Há quatro erros de base. O primeiro é factual. O manifesto, como muito boa gente que devia estar mais informada (lembram-se?), dá a entender que não a despesa pública é uma vaca sagrada que passou incólume à orgia de impostos de Vítor Gaspar. "Passados estes vinte meses de governação, o que os cidadãos efectivamente sentem é um aumento brutal da carga fiscal: cada vez pagam mais, sem verem, de forma palpável, a contrapartida de o Estado gastar menos".
Mas só não vêem se não quiserem. Para tornar a coisa mais "palpável", comparei Portugal com um país reconhecidamente prudente, como a Alemanha. São as chamadas "ideias barata": por muito que as atiremos pela sanita abaixo, arranjam sempre uma forma de voltar para nos atormentar.
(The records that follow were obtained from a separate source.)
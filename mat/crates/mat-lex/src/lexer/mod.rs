//! Lexer module.
//!
//! The lexer implementation is split by the character class it handles:
//! - `core` - Lexer state, the dispatch in `advance`, failure handling
//! - `number` - Decimal literals
//! - `identifier` - Single-letter variables and function names
//! - `escape` - `\word` keywords
//! - `operator` - Operators and delimiters

mod core;
mod escape;
mod identifier;
mod number;
mod operator;

pub use core::{Failure, Lexer};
O segundo erro é menos uma questão de facto e mais um problema conceptual, a que atribuo o nome técnico de "síndrome de pensamento rápido" - porque normalmente resulta do facto de não se querer pensar no assunto mais do que trinta segundos seguidos. Nesta categoria caem todas as críticas que se limitam a identificar uma série de bodes-expiatórios da Administração Pública onde é preciso cortar - as "fundações", "observatórios", "as 13.000 entidades que vivem do Orçamento do Estado", "empresas públicas", e por aí fora.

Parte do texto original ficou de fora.